(Beginning of Given data)

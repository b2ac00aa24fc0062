use bytes::Bytes;

use super::serialisable::BeanstalkSerialisable;
use crate::errors::Error;

/// A command sent by this client to the server.
#[derive(Clone, Debug, Eq, PartialEq)]
pub(crate) enum Command {
    /// Places a job onto the currently `use`d tube.
    ///
    /// On the wire: `put <pri> <delay> <ttr> <bytes>` plus data.
    Put {
        pri: u32,
        delay: u32,
        ttr: u32,
        body: Bytes,
    },
    /// Awaits a job from the watched tubes, blocking until one appears.
    ///
    /// On the wire: `reserve`
    Reserve,
    /// Asks for the next ready job on the currently-used tube without
    /// reserving it. Answered with `FOUND <id> <bytes>` plus data, or
    /// `NOT_FOUND`.
    ///
    /// On the wire: `peek`
    Peek,
    /// As `Peek`, but for one job by its ID regardless of state.
    ///
    /// On the wire: `peek <id>`
    PeekJob { id: u64 },
    /// Removes a job from the server entirely. Answered with `DELETED` or
    /// `NOT_FOUND`.
    ///
    /// On the wire: `delete <id>`
    Delete { id: u64 },
    /// Returns a reserved job to the ready (or delayed) state. Answered
    /// with `RELEASED`, `BURIED` under server memory pressure, or
    /// `NOT_FOUND`.
    ///
    /// On the wire: `release <id> <pri> <delay>`
    Release { id: u64, pri: u32, delay: u32 },
    /// Moves a reserved job to the inert buried state. Answered with
    /// `BURIED` or `NOT_FOUND`.
    ///
    /// On the wire: `bury <id> <pri>`
    Bury { id: u64, pri: u32 },
    /// Selects the tube subsequent puts go to. Answered with
    /// `USING <tube>`.
    ///
    /// On the wire: `use <tube>`
    Use { tube: String },
    /// Adds a tube to the watch list reservations are taken from. Answered
    /// with `WATCHING <count>`.
    ///
    /// On the wire: `watch <tube>`
    Watch { tube: String },
    /// Reverses `watch`. The server refuses to empty the watch list with
    /// `NOT_IGNORED`.
    ///
    /// On the wire: `ignore <tube>`
    Ignore { tube: String },
    /// Server-wide statistics. As for the whole stats family, answered
    /// with `OK <bytes>` plus a YAML document.
    ///
    /// On the wire: `stats`
    Stats,
    /// Statistics for one job.
    ///
    /// On the wire: `stats-job <id>`
    StatsJob { id: u64 },
    /// Statistics for one tube.
    ///
    /// On the wire: `stats-tube <tube>`
    StatsTube { tube: String },
    /// Every tube currently existing on the server, as a YAML list.
    ///
    /// On the wire: `list-tubes`
    ListTubes,
    /// The tube puts currently go to. Answered with `USING <tube>`.
    ///
    /// On the wire: `list-tube-used`
    ListTubeUsed,
    /// The server's view of this connection's watch list, as a YAML list.
    ///
    /// On the wire: `list-tubes-watched`
    ListTubesWatched,
}

impl BeanstalkSerialisable for Command {
    fn serialise_beanstalk(&self) -> Vec<u8> {
        use Command::*;

        match self {
            Put {
                pri,
                delay,
                ttr,
                body,
            } => [
                format!("put {pri} {delay} {ttr} {}\r\n", body.len())
                    .into_bytes(),
                body.to_vec(),
                b"\r\n".to_vec(),
            ]
            .concat(),
            Reserve => b"reserve\r\n".to_vec(),
            Peek => b"peek\r\n".to_vec(),
            PeekJob { id } => format!("peek {id}\r\n").into(),
            Delete { id } => format!("delete {id}\r\n").into(),
            Release { id, pri, delay } => {
                format!("release {id} {pri} {delay}\r\n").into()
            },
            Bury { id, pri } => format!("bury {id} {pri}\r\n").into(),
            Use { tube } => format!("use {tube}\r\n").into(),
            Watch { tube } => format!("watch {tube}\r\n").into(),
            Ignore { tube } => format!("ignore {tube}\r\n").into(),
            Stats => b"stats\r\n".to_vec(),
            StatsJob { id } => format!("stats-job {id}\r\n").into(),
            StatsTube { tube } => format!("stats-tube {tube}\r\n").into(),
            ListTubes => b"list-tubes\r\n".to_vec(),
            ListTubeUsed => b"list-tube-used\r\n".to_vec(),
            ListTubesWatched => b"list-tubes-watched\r\n".to_vec(),
        }
    }
}

/// A reply line from the server. Payload blocks announced by `Reserved`,
/// `Found`, and `OkData` follow on the stream and are read separately.
#[derive(Clone, Debug, Eq, PartialEq)]
pub(crate) enum Reply {
    /// A put succeeded; the job got this ID.
    Inserted { id: u64 },
    /// With an ID: a put was accepted but buried immediately under memory
    /// pressure (still a success for the producer). Without: a bury
    /// succeeded.
    Buried { id: Option<u64> },
    /// A reserve succeeded; `n_bytes` of job body follow.
    Reserved { id: u64, n_bytes: usize },
    /// A peek succeeded; `n_bytes` of job body follow.
    Found { id: u64, n_bytes: usize },
    Deleted,
    Released,
    /// Answer to `use` and `list-tube-used`.
    Using { tube: String },
    /// Answer to `watch` and `ignore` with the watch-list size.
    Watching { count: u32 },
    /// Stats-family success; `n_bytes` of YAML follow.
    OkData { n_bytes: usize },
    NotFound,
    /// The server is refusing new work.
    Draining,
    /// Any other status word, kept whole for classification.
    Other { word: String, line: String },
}

impl Reply {
    /// The status word this reply arrived under.
    pub(crate) fn word(&self) -> &str {
        use Reply::*;

        match self {
            Inserted { .. } => "INSERTED",
            Buried { .. } => "BURIED",
            Reserved { .. } => "RESERVED",
            Found { .. } => "FOUND",
            Deleted => "DELETED",
            Released => "RELEASED",
            Using { .. } => "USING",
            Watching { .. } => "WATCHING",
            OkData { .. } => "OK",
            NotFound => "NOT_FOUND",
            Draining => "DRAINING",
            Other { word, .. } => word,
        }
    }

    /// Classifies a reply that fell outside the expected set for its
    /// command. The table is fixed: known refusal words get their own
    /// variant, everything else becomes `UnexpectedResponse`.
    pub(crate) fn into_unexpected(self) -> Error {
        match self {
            Reply::NotFound => Error::NotFound,
            Reply::Draining => Error::Draining,
            Reply::Other { word, line } => {
                Error::UnexpectedResponse { word, line }
            },
            other => {
                let word = other.word().to_owned();
                Error::UnexpectedResponse {
                    line: word.clone(),
                    word,
                }
            },
        }
    }
}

(End of Given data)

**Task instructions:** Report back each line of the entries that holds the string "Draining".

**The completed task:**
    Draining,
            Draining => "DRAINING",
            Reply::Draining => Error::Draining,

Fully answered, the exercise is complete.